Truss, a longtime Member of Parliament, had succeeded former conservative Prime Minister Boris Johnson, who himself resigned last month amid scandal. However, Truss proved to be so massively unpopular — quite the feat, considering her predecessor — by succeeding in tanking the British economy and all but destroying her party’s reputation after just 41 days in office, among other standouts.
And while Truss may have literally been outlasted by a head of lettuce in her capacity as Prime Minister, one U.S. politician whose own whirlwind tenure in office was even briefer than hers weighed in shortly after the news broke.
Yes, Anthony Scaramucci, more commonly known by his nickname “The Mooch,” famously served as White House Director of Communications under the Trump administration for just 11 days from July 21 to July 31, 2017. Or as Scaramucci so aptly put it himself on Twitter: “Liz Truss lasted 4.1 Scaramuccis.”
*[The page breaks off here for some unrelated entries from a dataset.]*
//! 캡처 대상 모델.

use serde::{Deserialize, Serialize};

/// 최상위 창 핸들 (HWND). 비 Windows 테스트에서는 임의 식별자.
#[derive(Debug, Clone, Copy, PartialEq, Eq, Hash, Serialize, Deserialize)]
pub struct WindowHandle(pub isize);

impl WindowHandle {
    pub fn raw(self) -> isize {
        self.0
    }

    pub fn is_null(self) -> bool {
        self.0 == 0
    }
}

/// 창 해석 기준. 해석 우선순위는 Handle → Title → Process.
#[derive(Debug, Clone, PartialEq, Eq)]
pub enum WindowTarget {
    /// 명시적 핸들 (살아있는 최상위 창인지 검증됨)
    Handle(WindowHandle),
    /// 제목 패턴 (부분 일치 또는 완전 일치)
    Title {
        pattern: String,
        /// true면 부분 문자열 일치, false면 완전 일치
        partial: bool,
    },
    /// 소유 프로세스 이미지 이름 또는 전체 경로
    Process(String),
}

/// 캡처 소스 종별
#[derive(Debug, Clone, Copy, PartialEq, Eq)]
pub enum CaptureSource {
    /// 특정 창
    Window(WindowHandle),
    /// 모니터 (1-기반 인덱스)
    Monitor(u32),
}

/// 캡처 세션 옵션
#[derive(Debug, Clone, Copy)]
pub struct CaptureOptions {
    /// 커서 오버레이 포함 여부
    pub include_cursor: bool,
    /// 캡처 테두리 장식 여부
    pub border_required: bool,
    /// 도착 프레임 처리 상한 (초과분은 최신 우선 폐기)
    pub fps_max: u32,
    /// 프레임 신선도 한도 (밀리초)
    pub timeout_ms: u64,
    /// 최소화 창의 비활성 복원 시도 여부 (세션당 1회)
    pub restore_minimized_noactivate: bool,
}

impl Default for CaptureOptions {
    fn default() -> Self {
        Self {
            include_cursor: false,
            border_required: false,
            fps_max: 30,
            timeout_ms: 5000,
            restore_minimized_noactivate: true,
        }
    }
}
To refresh our collective memories, Scaramucci, who has since voiced criticism of Trump and supported Biden in the 2020 election, notoriously proved to be too brash even for his former boss. The 58-year-old former Goldman Sachs executive was given the axe not long after he started the job after giving an expletive-laden rant to New Yorker journalist Ryan Lizza, in what he believed to have been an off-record conversation.
It was not. The New Yorker published excerpts of the conversation (and later released audio of the phone call) with Scaramucci soon after, in which he attempted to get to the bottom of who leaked information about a White House dinner — threatening to fire the entire White House communications staff if Lizza would not give up his source.
One of the more colorful remarks to come out of the conversation was Scaramucci referring to Trump then-White House chief of staff Reince Priebus, who he had been at odds with for months, as a “f*cking paranoid schizophrenic.”
Scaramucci’s tenure in office is currently tied for shortest in history with Jack Koehler, who held the same position within the Reagan administration. As such, it has been common to compare similarly short tenures held by political appointees in units of Scaramuccis, which many others noted as his tweet began to go viral.
Well, you win some, you lose some. And perhaps, in a few years time, Truss will likewise have a sense of humor about her short-lived leadership role.